Description of the task: Among the entries that follow, find the lines containing the string "else" and copy them.

• • • • •

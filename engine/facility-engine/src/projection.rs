//! Finance projector
//!
//! Steps a month-by-month state machine from opening day to the end of the
//! horizon: members and dues, P&L, loan service, tax with loss carryforward,
//! cash and a balance sheet that balances by construction. The series stops at
//! the configured horizon.

use rust_decimal::Decimal;
use serde::Serialize;
use std::collections::BTreeMap;
use tracing::{debug, info};

use crate::capital::CapitalStack;
use crate::config::FacilityConfig;
use crate::costs::CostBreakdown;
use crate::finance::{amortize, annuity_payment, depreciation, member_count, members_by_tier, membership_revenue, TaxLedger};
use crate::money::{to_f64, Money};
use crate::revenue::{BookedRevenue, RevenueBreakdown};

/// P&L, cash flow and balance sheet for one month
#[derive(Debug, Clone, Serialize, PartialEq)]
pub struct MonthlyStatement {
    pub index: u32,
    pub month: String,

    pub members: u32,
    pub members_by_tier: BTreeMap<String, u32>,

    pub channels: BookedRevenue,
    pub membership_revenue: Money,
    pub total_revenue: Money,

    pub fixed_costs: Money,
    pub variable_costs: Money,
    pub staffing_costs: Money,
    pub ebitda: Money,

    pub depreciation: Money,
    pub interest: Money,
    pub principal: Money,
    pub pre_tax_income: Money,
    pub tax: Money,
    pub net_income: Money,
    pub nol_balance: Money,

    pub cash: Money,
    pub net_ppe: Money,
    pub debt_balance: Money,
    pub contributed_capital: Money,
    pub retained_earnings: Money,

    /// (EBITDA − tax) / debt service; `None` once the loan is retired
    pub dscr: Option<f64>,
}

impl MonthlyStatement {
    pub fn debt_service(&self) -> Money {
        self.interest + self.principal
    }

    pub fn total_assets(&self) -> Money {
        self.cash + self.net_ppe
    }

    pub fn total_liabilities(&self) -> Money {
        self.debt_balance
    }

    pub fn equity(&self) -> Money {
        self.contributed_capital + self.retained_earnings
    }

    /// assets − (liabilities + equity)
    pub fn balance_gap(&self) -> Money {
        self.total_assets() - (self.total_liabilities() + self.equity())
    }
}

/// Roll-up of one projection year
#[derive(Debug, Clone, Serialize, PartialEq)]
pub struct YearSummary {
    /// 1-based
    pub year: u32,
    pub months: u32,
    pub revenue: Money,
    pub membership_revenue: Money,
    pub ebitda: Money,
    pub net_income: Money,
    pub debt_service: Money,
    pub min_dscr: Option<f64>,
    pub avg_dscr: Option<f64>,
    pub ending_cash: Money,
    pub ending_members: u32,

    /// First month in the year with EBITDA ≥ 0
    pub break_even_month: Option<String>,
}

/// Full financial projection
#[derive(Debug, Clone, Serialize, PartialEq)]
pub struct FinancialStatementSeries {
    pub opening_cash: Money,
    pub loan_payment: Money,
    pub months: Vec<MonthlyStatement>,
    pub years: Vec<YearSummary>,
}

impl FinancialStatementSeries {
    pub fn year(&self, year: u32) -> Option<&YearSummary> {
        self.years.iter().find(|y| y.year == year)
    }

    /// First month with EBITDA ≥ 0
    pub fn break_even_month(&self) -> Option<&MonthlyStatement> {
        self.months.iter().find(|m| m.ebitda >= Decimal::ZERO)
    }

    pub fn max_balance_gap(&self) -> Money {
        self.months.iter().map(|m| m.balance_gap().abs()).max().unwrap_or(Decimal::ZERO)
    }
}

fn summarize(year: u32, months: &[MonthlyStatement]) -> YearSummary {
    let dscrs: Vec<f64> = months.iter().filter_map(|m| m.dscr).collect();
    let min_dscr = dscrs.iter().copied().reduce(f64::min);
    let avg_dscr = if dscrs.is_empty() { None } else { Some(dscrs.iter().sum::<f64>() / dscrs.len() as f64) };
    let last = months.last();

    YearSummary {
        year,
        months: months.len() as u32,
        revenue: months.iter().map(|m| m.total_revenue).sum(),
        membership_revenue: months.iter().map(|m| m.membership_revenue).sum(),
        ebitda: months.iter().map(|m| m.ebitda).sum(),
        net_income: months.iter().map(|m| m.net_income).sum(),
        debt_service: months.iter().map(|m| m.debt_service()).sum(),
        min_dscr,
        avg_dscr,
        ending_cash: last.map(|m| m.cash).unwrap_or_default(),
        ending_members: last.map(|m| m.members).unwrap_or_default(),
        break_even_month: months.iter().find(|m| m.ebitda >= Decimal::ZERO).map(|m| m.month.clone()),
    }
}

/// Run the monthly projection
pub fn project(
    config: &FacilityConfig,
    capital: &CapitalStack,
    revenue: &RevenueBreakdown,
    costs: &CostBreakdown,
) -> FinancialStatementSeries {
    let financing = &config.financing;
    let horizon = revenue.monthly.len() as u32;
    let loan = amortize(capital.loan, financing.apr, financing.term_months, horizon);
    let loan_payment = annuity_payment(capital.loan, financing.apr, financing.term_months);
    let mut tax = TaxLedger::new(financing.tax_rate, financing.nol_carryforward_start);

    let opening_cash = capital.opening_cash();
    let mut cash = opening_cash;
    let mut net_ppe = capital.capex_total;
    let mut retained_earnings = Decimal::ZERO;

    let mut months = Vec::with_capacity(revenue.monthly.len());
    for ((rev, cost), payment) in revenue.monthly.iter().zip(&costs.monthly).zip(&loan) {
        let members = member_count(&config.membership, rev.index);
        let by_tier = members_by_tier(members, &config.pricing.tiers);
        let membership_revenue = membership_revenue(members, &config.pricing.tiers);

        let total_revenue = rev.booked.total() + membership_revenue;
        let ebitda = cost.ebitda(total_revenue);
        let dep = depreciation(&financing.capex, rev.index);
        let pre_tax_income = ebitda - payment.interest - dep;
        let tax_due = tax.apply(pre_tax_income);
        let net_income = pre_tax_income - tax_due;

        cash += net_income + dep - payment.principal;
        net_ppe -= dep;
        retained_earnings += net_income;

        let debt_service = payment.debt_service();
        let dscr = if debt_service > Decimal::ZERO { Some(to_f64((ebitda - tax_due) / debt_service)) } else { None };

        months.push(MonthlyStatement {
            index: rev.index,
            month: rev.month.clone(),
            members,
            members_by_tier: by_tier.into_iter().collect(),
            channels: rev.booked,
            membership_revenue,
            total_revenue,
            fixed_costs: cost.fixed(),
            variable_costs: cost.variable,
            staffing_costs: cost.staffing,
            ebitda,
            depreciation: dep,
            interest: payment.interest,
            principal: payment.principal,
            pre_tax_income,
            tax: tax_due,
            net_income,
            nol_balance: tax.nol,
            cash,
            net_ppe,
            debt_balance: payment.balance,
            contributed_capital: capital.contributed_capital(),
            retained_earnings,
            dscr,
        });
    }

    let years: Vec<YearSummary> =
        months.chunks(12).enumerate().map(|(i, chunk)| summarize(i as u32 + 1, chunk)).collect();

    for year in &years {
        debug!(
            "Year {}: revenue {:.0}, EBITDA {:.0}, net income {:.0}, ending cash {:.0}",
            year.year, year.revenue, year.ebitda, year.net_income, year.ending_cash
        );
    }
    if let Some(last) = months.last() {
        info!("Projected {} months, ending cash {:.0}, {} members", months.len(), last.cash, last.members);
    }

    FinancialStatementSeries { opening_cash, loan_payment, months, years }
}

• • • • •

Response:
    let avg_dscr = if dscrs.is_empty() { None } else { Some(dscrs.iter().sum::<f64>() / dscrs.len() as f64) };
        let dscr = if debt_service > Decimal::ZERO { Some(to_f64((ebitda - tax_due) / debt_service)) } else { None };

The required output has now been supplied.